星が一つも見つからない…。最近は曇りばかり。毎晩空を見上げても月も星も見えず、空からロマンチックなものが消えてしまいました。
私にとって「星」という言葉を聞くと、かつて大いに精力をつぎ込んだ子供フェスティバルをすぐに思い出します。この企画を考えついたのは9年前、まだ日本への入国ビザ手続きが遅れていたためにロシアにいた頃の話です。当時私は生まれ故郷の村にある子供の芸能に取り組む組織の人たちと仲良くしていました。
ある秋の晩帰宅の途中で星いっぱいの空を見上げた時、星はいつでも見えるものなのだなあと思ったものです。その時あるアイディアが浮びました。遠く離れた小さな村落の子供たちの中には才能があっても大きな舞台を踏む機会を持たない子供たちがいるはず。そんな子たちのためにコンサートを開こうと思いついたのです。ノボシビルスク州行政府の文化部も後援を約束してくれて、私はこの仕事に熱中しました。近くの村落に住む天才児たちが私の村に集まりました。それはとても可愛い、ひたむきな子供たちでした。私は毎晩シンセサイザーの前に座って、伴奏楽器を持たない子供たちのために曲のアレンジを続けました。これが私の「電子ワールド」へのデビューの瞬間だったと思います。それまでは自分がいつかプロデユーサーをやるなどとは考えてもいませんでした。新鮮な空気を吸いに表に出て空を見上げると、いつもながらの気の遠くなるような星空がそこにありました!ロシアの冬は快晴の日が多いのです。
コンサートの名前は自然と決まりました。「スターを探して!」です。準備を進めるうちに普通のコンサートではなくてフェスティバルに自然になってゆき、私の企画をサポートしてくれるスポンサーも増えてゆきました。

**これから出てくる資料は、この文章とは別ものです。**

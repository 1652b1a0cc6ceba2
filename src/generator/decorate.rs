//! Break/continue decoration.
//!
//! A post-pass over the expanded CFG walks each loop body and, with a
//! configured probability, rewrites eligible basic blocks into break or
//! continue blocks. The walk stops at the loop's merge and at nested loop
//! headers, so every rewrite targets the innermost enclosing loop.

use std::collections::{BTreeSet, VecDeque};

use rand::rngs::StdRng;
use rand::Rng;

use crate::cfg::{Attribute, BlockId, StructuredCfg};
use crate::error::GenerateError;

use super::config::GeneratorConfig;

/// Apply break/continue decoration to every loop of `cfg`.
pub(super) fn decorate(
    cfg: &mut StructuredCfg,
    config: &GeneratorConfig,
    rng: &mut StdRng,
) -> Result<(), GenerateError> {
    if !config.allow_break && !config.allow_continue {
        return Ok(());
    }

    let loop_headers: Vec<BlockId> = cfg
        .blocks()
        .filter(|(_, block)| block.attrs.loop_header)
        .map(|(id, _)| id)
        .collect();

    for header in loop_headers {
        decorate_loop(cfg, config, rng, header)?;
    }
    Ok(())
}

fn decorate_loop(
    cfg: &mut StructuredCfg,
    config: &GeneratorConfig,
    rng: &mut StdRng,
    header: BlockId,
) -> Result<(), GenerateError> {
    let merge = cfg.merge(header)?;
    let body = cfg.edge_index_to_dst(header, 1)?;

    let mut visited: BTreeSet<BlockId> = BTreeSet::new();
    let mut queue: VecDeque<BlockId> = VecDeque::new();
    queue.push_back(body);

    while let Some(current) = queue.pop_front() {
        if current == merge
            || current == header
            || !visited.insert(current)
            || cfg.is_loop_header(current)?
        {
            continue;
        }

        if is_eligible(cfg, header, current)? && rng.gen_bool(config.break_continue_probability) {
            rewrite(cfg, config, rng, header, merge, current)?;
        }

        for &next in cfg.out_edges(current)? {
            if !visited.contains(&next) {
                queue.push_back(next);
            }
        }
    }
    Ok(())
}

/// A candidate must be a plain basic block, must not orphan any successor
/// (every successor keeps another predecessor), and must not already point
/// back at the loop header.
fn is_eligible(
    cfg: &StructuredCfg,
    header: BlockId,
    block: BlockId,
) -> Result<bool, GenerateError> {
    if !cfg.is_basic(block)?
        || cfg.is_header(block)?
        || cfg.is_break(block)?
        || cfg.is_continue(block)?
    {
        return Ok(false);
    }
    let successor = cfg.edge_index_to_dst(block, 0)?;
    if successor == header {
        return Ok(false);
    }
    if cfg.in_degree(successor)? < 2 {
        return Ok(false);
    }
    Ok(true)
}

fn rewrite(
    cfg: &mut StructuredCfg,
    config: &GeneratorConfig,
    rng: &mut StdRng,
    header: BlockId,
    merge: BlockId,
    block: BlockId,
) -> Result<(), GenerateError> {
    let make_break = match (config.allow_break, config.allow_continue) {
        (true, true) => rng.gen(),
        (true, false) => true,
        (false, true) => false,
        (false, false) => return Ok(()),
    };
    let target = if make_break { merge } else { header };

    // With shared merges, redirecting this block can sever the last path
    // from some header to its merge; such a rewrite is skipped.
    if !keeps_merges_reachable(cfg, block, target)? {
        return Ok(());
    }

    cfg.clear_out_edges(block)?;
    cfg.add_edge(block, target)?;
    let attribute = if make_break {
        Attribute::BreakBlock
    } else {
        Attribute::ContinueBlock
    };
    cfg.set_attribute(block, attribute)?;
    Ok(())
}

fn keeps_merges_reachable(
    cfg: &StructuredCfg,
    block: BlockId,
    target: BlockId,
) -> Result<bool, GenerateError> {
    let mut trial = cfg.clone();
    trial.clear_out_edges(block)?;
    trial.add_edge(block, target)?;
    for (id, record) in trial.blocks() {
        if record.attrs.selection_header {
            let merge = trial.merge(id)?;
            if !crate::cfg::reachability::has_path(&trial, id, merge) {
                return Ok(false);
            }
        }
    }
    Ok(true)
}
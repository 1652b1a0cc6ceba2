//! CLI command execution.

use std::path::PathBuf;
use std::time::Duration;

use chrono::Local;
use tracing::info;

use crate::error::Result;
use crate::harness::{run_campaign, CampaignConfig, CommandRunner};
use crate::lang::Language;

use super::args::Cli;

impl Cli {
    /// Run the campaign described by the arguments.
    ///
    /// Test failures are recorded as bug reports, not errors: the campaign
    /// completes with status 0 whether or not bugs were found.
    ///
    /// # Errors
    ///
    /// Returns an error on argument inconsistencies, I/O failures, or core
    /// bugs surfaced through the generator or emitter.
    pub fn run(&self) -> Result<()> {
        if self.min_depth > self.max_depth {
            return Err(crate::error::CfgError::Invalid {
                reason: format!(
                    "--min-depth {} exceeds --max-depth {}",
                    self.min_depth, self.max_depth
                ),
            }
            .into());
        }
        if self.opt_level.is_some() && self.language != Language::Wasm {
            return Err(crate::error::CfgError::Invalid {
                reason: "--opt-level is only meaningful for wasm".to_string(),
            }
            .into());
        }
        self.language
            .check_code_type(self.code_type)
            .map_err(crate::error::Error::from)?;

        let output_folder = self.output_folder.clone().unwrap_or_else(|| {
            let timestamp = Local::now().format("%Y-%m-%d_%H-%M-%S");
            PathBuf::from(format!("{timestamp}_{}_TEST", self.language))
        });

        let config = CampaignConfig {
            language: self.language,
            code_type: self.code_type,
            cfg_source: self.cfg_source,
            no_of_graphs: self.no_of_graphs,
            no_of_paths: self.no_of_paths,
            seed: self.seed,
            min_depth: self.min_depth,
            max_depth: self.max_depth,
            output_folder,
            opt_level: self.opt_level.clone(),
            tidy: self.tidy,
            tidy_mode: self.tidy_mode,
            dry_run: self.dry_run,
        };

        let runner = CommandRunner::new(
            Duration::from_secs(self.timeout_secs),
            self.opt_level.clone(),
        );
        let summary = run_campaign(&config, &runner)?;

        info!(
            graphs = summary.graphs,
            paths = summary.paths_tested,
            failures = summary.failures,
            "done"
        );
        println!(
            "{} graphs, {} paths, {} failures ({} bug reports in {})",
            summary.graphs,
            summary.paths_tested,
            summary.failures,
            summary.bug_reports.len(),
            config.output_folder.join("bugs").display()
        );
        Ok(())
    }
}
//! End-to-end scenarios: canonical CFGs, their oracle paths, and their
//! emissions in every supported mode.

use cfg_flesher::cfg::{expected_path, Attribute, BlockId, StructuredCfg};
use cfg_flesher::emit::{glsl_shader_test, SourceProgram};
use cfg_flesher::lang::{CodeType, Language};

fn b(raw: u32) -> BlockId {
    BlockId::new(raw)
}

fn cfg_from_edges(edges: &[(u32, u32)]) -> StructuredCfg {
    let mut cfg = StructuredCfg::with_entry(b(1));
    for &(from, to) in edges {
        cfg.add_edge(b(from), b(to)).unwrap();
    }
    cfg
}

fn path_of(cfg: &StructuredCfg, directions: &[u32]) -> Vec<u32> {
    expected_path(cfg, directions)
        .unwrap()
        .iter()
        .map(|id| id.raw())
        .collect()
}

/// Every `(language, code type)` pair that can emit the given CFG.
fn supported_modes(has_fallthrough: bool) -> Vec<(Language, CodeType)> {
    let mut modes = Vec::new();
    for language in Language::ALL {
        if has_fallthrough && !language.allows_switch_fallthrough() {
            continue;
        }
        for code_type in [
            CodeType::GlobalArray,
            CodeType::LocalArray,
            CodeType::HeaderGuard,
        ] {
            if language.check_code_type(code_type).is_ok() {
                modes.push((language, code_type));
            }
        }
    }
    modes
}

fn emit_all_modes(cfg: &StructuredCfg, directions: &[u32], has_fallthrough: bool) {
    for (language, code_type) in supported_modes(has_fallthrough) {
        let program = SourceProgram::generate(cfg, language, code_type, Some(directions))
            .unwrap_or_else(|err| panic!("{language}/{code_type}: {err}"));
        assert!(!program.source.is_empty());
        assert!(
            !program.source.contains("$$"),
            "{language}/{code_type} left unfleshed markers"
        );

        // Idempotence: same inputs, byte-identical source.
        let again =
            SourceProgram::generate(cfg, language, code_type, Some(directions)).unwrap();
        assert_eq!(program.source, again.source, "{language}/{code_type}");
    }
}

// Scenario 1: if/else, both branches taken.

fn if_else_cfg() -> StructuredCfg {
    let mut cfg = cfg_from_edges(&[(1, 2), (1, 3), (2, 4), (3, 4)]);
    cfg.set_attribute(b(1), Attribute::SelectionHeader).unwrap();
    cfg.set_attribute(b(1), Attribute::Merge(b(4))).unwrap();
    cfg
}

#[test]
fn if_else_takes_either_branch() {
    let cfg = if_else_cfg();
    assert_eq!(path_of(&cfg, &[0]), vec![1, 2, 4]);
    assert_eq!(path_of(&cfg, &[1]), vec![1, 3, 4]);
    emit_all_modes(&cfg, &[1], false);
}

#[test]
fn if_else_true_branch_is_edge_one() {
    // The true arm of the emitted selection holds the second-listed edge.
    let cfg = if_else_cfg();
    let program =
        SourceProgram::generate(&cfg, Language::Glsl, CodeType::GlobalArray, None).unwrap();
    let true_arm = program.source.find("output_data[output_ix] = 3;").unwrap();
    let else_arm = program.source.find("else").unwrap();
    let false_arm = program.source.find("output_data[output_ix] = 2;").unwrap();
    assert!(true_arm < else_arm && else_arm < false_arm);
}

// Scenario 2: while loop, two iterations.

fn while_loop_cfg() -> StructuredCfg {
    let mut cfg = cfg_from_edges(&[(1, 2), (2, 5), (2, 3), (3, 4), (4, 2)]);
    cfg.set_attribute(b(2), Attribute::SelectionHeader).unwrap();
    cfg.set_attribute(b(2), Attribute::LoopHeader).unwrap();
    cfg.set_attribute(b(2), Attribute::Merge(b(5))).unwrap();
    cfg
}

#[test]
fn while_loop_runs_twice_then_exits() {
    let cfg = while_loop_cfg();
    assert_eq!(
        path_of(&cfg, &[1, 1, 0]),
        vec![1, 2, 3, 4, 2, 3, 4, 2, 5]
    );
    emit_all_modes(&cfg, &[1, 1, 0], false);
}

#[test]
fn while_loop_header_guard_bakes_the_iteration_count() {
    let cfg = while_loop_cfg();
    let program = SourceProgram::generate(
        &cfg,
        Language::Glsl,
        CodeType::HeaderGuard,
        Some(&[1, 1, 0]),
    )
    .unwrap();
    // Two iterations: bound constant 2 at top level.
    assert!(program.source.contains("ix_2 <= 2"), "{}", program.source);
    assert!(program.source.contains("ix_2 == 2"));
}

// Scenario 3: early continue inside a loop.

fn early_continue_cfg() -> StructuredCfg {
    let mut cfg = cfg_from_edges(&[(1, 2), (2, 5), (2, 3), (3, 4), (3, 6), (6, 2), (4, 2)]);
    cfg.set_attribute(b(2), Attribute::SelectionHeader).unwrap();
    cfg.set_attribute(b(2), Attribute::LoopHeader).unwrap();
    cfg.set_attribute(b(2), Attribute::Merge(b(5))).unwrap();
    cfg.set_attribute(b(3), Attribute::SelectionHeader).unwrap();
    cfg.set_attribute(b(3), Attribute::Merge(b(4))).unwrap();
    cfg.set_attribute(b(6), Attribute::ContinueBlock).unwrap();
    cfg
}

#[test]
fn early_continue_returns_to_the_header() {
    let cfg = early_continue_cfg();
    // Enter the loop, take the inner true branch, continue, exit.
    assert_eq!(path_of(&cfg, &[1, 1, 0]), vec![1, 2, 3, 6, 2, 5]);
    emit_all_modes(&cfg, &[1, 1, 0], false);
}

#[test]
fn continue_block_never_reaches_the_inner_merge() {
    let cfg = early_continue_cfg();
    let path = path_of(&cfg, &[1, 1, 0]);
    assert!(!path.contains(&4), "continue must skip the inner merge");
}

// Scenario 4: switch with fallthrough (WebAssembly / GLSL only).

fn switch_fallthrough_cfg() -> StructuredCfg {
    let mut cfg = cfg_from_edges(&[(1, 2), (1, 3), (2, 3), (3, 4)]);
    cfg.set_attribute(b(1), Attribute::SelectionHeader).unwrap();
    cfg.set_attribute(b(1), Attribute::SwitchBlock).unwrap();
    cfg.set_attribute(b(1), Attribute::Merge(b(4))).unwrap();
    cfg
}

#[test]
fn fallthrough_case_visits_both_cases() {
    let cfg = switch_fallthrough_cfg();
    assert_eq!(path_of(&cfg, &[0]), vec![1, 2, 3, 4]);
    assert_eq!(path_of(&cfg, &[1]), vec![1, 3, 4]);
    emit_all_modes(&cfg, &[0], true);
}

#[test]
fn wgsl_refuses_fallthrough() {
    let cfg = switch_fallthrough_cfg();
    let err = SourceProgram::generate(&cfg, Language::Wgsl, CodeType::GlobalArray, None)
        .unwrap_err();
    assert!(err.to_string().contains("fallthrough"));
}

// Scenario 5: tree-like nested switches (default is the merge).

fn nested_tree_switch_cfg() -> StructuredCfg {
    let mut cfg = cfg_from_edges(&[
        (1, 2),
        (1, 3),
        (1, 10),
        (3, 7),
        (3, 8),
        (3, 9),
        (3, 10),
    ]);
    for switch in [1, 3] {
        cfg.set_attribute(b(switch), Attribute::SelectionHeader).unwrap();
        cfg.set_attribute(b(switch), Attribute::SwitchBlock).unwrap();
        cfg.set_attribute(b(switch), Attribute::Merge(b(10))).unwrap();
    }
    cfg
}

#[test]
fn tree_switch_stops_at_the_selected_leaf() {
    let cfg = nested_tree_switch_cfg();
    // Case 1 of the outer switch, then case 2 of the inner one.
    assert_eq!(path_of(&cfg, &[1, 2]), vec![1, 3, 9]);
    emit_all_modes(&cfg, &[1, 2], false);
}

#[test]
fn tree_switch_emits_the_shared_default_once() {
    let cfg = nested_tree_switch_cfg();
    let program =
        SourceProgram::generate(&cfg, Language::Glsl, CodeType::GlobalArray, None).unwrap();
    assert_eq!(
        program.source.matches("// ------ BLOCK 10 -------").count(),
        1
    );
}

// Scenario 6: a loop and an inner selection sharing one merge.

fn shared_merge_cfg() -> StructuredCfg {
    let mut cfg = cfg_from_edges(&[
        (1, 2),
        (2, 5),
        (2, 3),
        (3, 6),
        (3, 7),
        (6, 5),
        (7, 5),
        (5, 8),
    ]);
    cfg.set_attribute(b(2), Attribute::SelectionHeader).unwrap();
    cfg.set_attribute(b(2), Attribute::LoopHeader).unwrap();
    cfg.set_attribute(b(2), Attribute::Merge(b(5))).unwrap();
    cfg.set_attribute(b(3), Attribute::SelectionHeader).unwrap();
    cfg.set_attribute(b(3), Attribute::Merge(b(5))).unwrap();
    cfg.set_attribute(b(6), Attribute::BreakBlock).unwrap();
    cfg.set_attribute(b(7), Attribute::BreakBlock).unwrap();
    cfg
}

#[test]
fn shared_merge_loop_exits_through_either_break() {
    let cfg = shared_merge_cfg();
    // Take the loop body once, the false branch, then out. The trailing
    // direction is never consumed: the break reaches the exit first.
    assert_eq!(path_of(&cfg, &[1, 0, 1]), vec![1, 2, 3, 6, 5, 8]);
    assert_eq!(path_of(&cfg, &[1, 1]), vec![1, 2, 3, 7, 5, 8]);
    assert_eq!(path_of(&cfg, &[0]), vec![1, 2, 5, 8]);
    emit_all_modes(&cfg, &[1, 0, 1], false);
}

#[test]
fn shared_merge_is_emitted_after_the_loop() {
    let cfg = shared_merge_cfg();
    let program =
        SourceProgram::generate(&cfg, Language::Wgsl, CodeType::GlobalArray, None).unwrap();
    let loop_start = program.source.find("loop {").unwrap();
    let merge_emit = program.source.find("output_data[output_ix] = 5;").unwrap();
    assert!(loop_start < merge_emit);
    assert_eq!(
        program.source.matches("// ------ BLOCK 5 -------").count(),
        1
    );
}

// Cross-cutting assertions.

#[test]
fn glsl_shader_tests_cover_every_scenario() {
    let scenarios: Vec<(StructuredCfg, Vec<u32>)> = vec![
        (if_else_cfg(), vec![0]),
        (while_loop_cfg(), vec![1, 1, 0]),
        (early_continue_cfg(), vec![1, 1, 0]),
        (switch_fallthrough_cfg(), vec![0]),
        (nested_tree_switch_cfg(), vec![1, 2]),
        (shared_merge_cfg(), vec![1, 0, 1]),
    ];
    for (cfg, directions) in scenarios {
        let program =
            SourceProgram::generate(&cfg, Language::Glsl, CodeType::GlobalArray, None).unwrap();
        let script = glsl_shader_test(&program, &cfg, &directions).unwrap();
        assert!(script.contains("ASSERT_EQUAL BUFFERS expected_path actual_path"));

        let expected = path_of(&cfg, &directions);
        let rendered: Vec<String> = expected.iter().map(ToString::to_string).collect();
        assert!(
            script.contains(&format!("uint {} 0", rendered.join(" "))),
            "expected-path buffer missing from:\n{script}"
        );
    }
}

#[test]
fn scenario_cfgs_satisfy_the_invariants() {
    for cfg in [
        if_else_cfg(),
        while_loop_cfg(),
        early_continue_cfg(),
        switch_fallthrough_cfg(),
        nested_tree_switch_cfg(),
        shared_merge_cfg(),
    ] {
        assert!(cfg.validate().is_ok(), "{:?}", cfg.validate());
    }
}

#[test]
fn exhaustion_before_exit_is_an_error() {
    let cfg = while_loop_cfg();
    assert!(expected_path(&cfg, &[1, 1]).is_err());
    assert!(expected_path(&cfg, &[]).is_err());
}
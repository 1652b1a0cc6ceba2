//! Breadth-first reachability queries over the CFG.
//!
//! The fallthrough test needs reachability *with one block excluded* (the
//! closest loop header enclosing a switch), so the workhorse here takes an
//! optional excluded block rather than being a plain `has_path`.

use std::collections::{BTreeSet, VecDeque};

use super::{BlockId, StructuredCfg};

/// Whether `to` is reachable from `from` by following edges forward.
#[must_use]
pub fn has_path(cfg: &StructuredCfg, from: BlockId, to: BlockId) -> bool {
    has_path_avoiding(cfg, from, to, None)
}

/// Whether `to` is reachable from `from` without ever *traversing through*
/// `excluded`.
///
/// `from == to` counts as reachable. Arriving at `to` is allowed even when a
/// predecessor equals `excluded`... it is the expansion through `excluded`
/// that is forbidden, matching the switch-fallthrough check: a path may end
/// at the next case but must not cross the enclosing loop header.
#[must_use]
pub fn has_path_avoiding(
    cfg: &StructuredCfg,
    from: BlockId,
    to: BlockId,
    excluded: Option<BlockId>,
) -> bool {
    if from == to {
        return true;
    }
    let mut visited: BTreeSet<BlockId> = BTreeSet::new();
    let mut queue: VecDeque<BlockId> = VecDeque::new();
    queue.push_back(from);
    visited.insert(from);

    while let Some(current) = queue.pop_front() {
        if Some(current) == excluded {
            continue;
        }
        let Ok(succs) = cfg.out_edges(current) else {
            continue;
        };
        for &next in succs {
            if next == to {
                return true;
            }
            if visited.insert(next) {
                queue.push_back(next);
            }
        }
    }
    false
}

/// All blocks reachable from `from`, including `from` itself.
#[must_use]
pub fn reachable_from(cfg: &StructuredCfg, from: BlockId) -> BTreeSet<BlockId> {
    let mut visited: BTreeSet<BlockId> = BTreeSet::new();
    let mut queue: VecDeque<BlockId> = VecDeque::new();
    if cfg.contains(from) {
        visited.insert(from);
        queue.push_back(from);
    }
    while let Some(current) = queue.pop_front() {
        let Ok(succs) = cfg.out_edges(current) else {
            continue;
        };
        for &next in succs {
            if visited.insert(next) {
                queue.push_back(next);
            }
        }
    }
    visited
}

/// All blocks from which some exit block (out-degree 0) is reachable.
#[must_use]
pub fn reaches_exit(cfg: &StructuredCfg) -> BTreeSet<BlockId> {
    // Reverse BFS from every exit.
    let mut visited: BTreeSet<BlockId> = BTreeSet::new();
    let mut queue: VecDeque<BlockId> = VecDeque::new();
    for (id, block) in cfg.blocks() {
        if block.succs.is_empty() {
            visited.insert(id);
            queue.push_back(id);
        }
    }
    while let Some(current) = queue.pop_front() {
        let Ok(parents) = cfg.parents(current) else {
            continue;
        };
        for parent in parents {
            if visited.insert(parent) {
                queue.push_back(parent);
            }
        }
    }
    visited
}

#[cfg(test)]
mod tests {
    use crate::cfg::Attribute;

    use super::*;

    fn b(raw: u32) -> BlockId {
        BlockId::new(raw)
    }

    /// 1 → 2 → 3 with a side branch 2 → 4.
    fn diamond_free_cfg() -> StructuredCfg {
        let mut cfg = StructuredCfg::with_entry(b(1));
        cfg.add_edge(b(1), b(2)).unwrap();
        cfg.add_edge(b(2), b(3)).unwrap();
        cfg.add_edge(b(2), b(4)).unwrap();
        cfg
    }

    #[test]
    fn has_path_follows_edges_forward() {
        let cfg = diamond_free_cfg();
        assert!(has_path(&cfg, b(1), b(4)));
        assert!(!has_path(&cfg, b(3), b(1)));
        assert!(has_path(&cfg, b(2), b(2)));
    }

    #[test]
    fn excluded_block_cuts_paths_through_it() {
        // 1 → 2 → 3 → 4 and 1 → 4: excluding 3 leaves the direct edge.
        let mut cfg = StructuredCfg::with_entry(b(1));
        cfg.add_edge(b(1), b(2)).unwrap();
        cfg.add_edge(b(2), b(3)).unwrap();
        cfg.add_edge(b(3), b(4)).unwrap();
        cfg.add_edge(b(1), b(4)).unwrap();

        assert!(has_path_avoiding(&cfg, b(1), b(4), Some(b(3))));
        assert!(!has_path_avoiding(&cfg, b(2), b(4), Some(b(3))));
    }

    #[test]
    fn arrival_at_excluded_target_is_not_traversal() {
        // 2 → 3 with 3 excluded: the path ends at 3 without crossing it.
        let mut cfg = StructuredCfg::with_entry(b(1));
        cfg.add_edge(b(1), b(2)).unwrap();
        cfg.add_edge(b(2), b(3)).unwrap();
        assert!(has_path_avoiding(&cfg, b(2), b(3), Some(b(3))));
    }

    #[test]
    fn reaches_exit_handles_loops() {
        // 1 → 2 (loop header) → {5, 3}; 3 → 4 → 2 back edge; 5 exit.
        let mut cfg = StructuredCfg::with_entry(b(1));
        cfg.add_edge(b(1), b(2)).unwrap();
        cfg.add_edge(b(2), b(5)).unwrap();
        cfg.add_edge(b(2), b(3)).unwrap();
        cfg.add_edge(b(3), b(4)).unwrap();
        cfg.add_edge(b(4), b(2)).unwrap();
        cfg.set_attribute(b(2), Attribute::SelectionHeader).unwrap();
        cfg.set_attribute(b(2), Attribute::LoopHeader).unwrap();
        cfg.set_attribute(b(2), Attribute::Merge(b(5))).unwrap();

        let reaching = reaches_exit(&cfg);
        for id in cfg.block_ids() {
            assert!(reaching.contains(&id), "{id} should reach the exit");
        }
    }

    #[test]
    fn reachable_from_collects_the_component() {
        let cfg = diamond_free_cfg();
        let reached = reachable_from(&cfg, b(2));
        assert!(reached.contains(&b(3)));
        assert!(reached.contains(&b(4)));
        assert!(!reached.contains(&b(1)));
    }
}
//! Command line interface for the fleshing harness.

mod args;
mod run;

pub use args::Cli;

フェスティバル当日村の会館はかつてない超満員。館長の女性は大あわて。ボロボロの扉を観客がぶち壊してしまうのではとハラハラしていました。すばらしいコンサートになりました。優秀な参加者には賞を出したので観客は大熱狂。当時はペレストロイカ後の時期で、いつもお決まりのソ連風コンサートにみんな飽き飽きしていた時でもあり、村の一大センセーションになりました。行政府の幹部は歓喜の涙にむせながら、私が始めた行事を引き継いでこの地域の「スターを探して!」フェスティバルとして毎年の行事にしよう、とすぐに提案してくれました。その後ロシアにいることがどんどん少なくなっていったので私は係わらなくなりましたが、このフェスティバルはここ9年間ますます盛大になりながら続いています。一年中で最も寒い1月の開催にもかかわらず、シベリアの寒さの中で村の文化会館を毎回満員にしています。このフェスティバルのおかげで会館の建物もついに修理されました。
これは私の人生の中でも一番記憶に残る出来事の一つです。たわいのない ものながらファンタジーあふれたアイディアがいくらでも湧き出ていた「熱い」青春時代を今でもなつかしく思い出します。星空を眺めては、それぞれの星を見つけるのを私が微力ながら手伝った、と期待したい子供たちの、幸せそうな顔を今でも思い出すのです。